*Data shown*.
+===+
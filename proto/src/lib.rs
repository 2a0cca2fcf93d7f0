#[allow(clippy::all, clippy::pedantic, warnings)]
pub mod celestial_capnp {
    include!(concat!(env!("OUT_DIR"), "/celestial_capnp.rs"));
}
+===+
*Assigned task*.
Could you set down every record exactly as given?

*Answer box*.
filename proto/src/lib.rs
repository 2a0cca2fcf93d7f0
#[allow(clippy::all, clippy::pedantic, warnings)]
pub mod celestial_capnp {
    include!(concat!(env!("OUT_DIR"), "/celestial_capnp.rs"));
}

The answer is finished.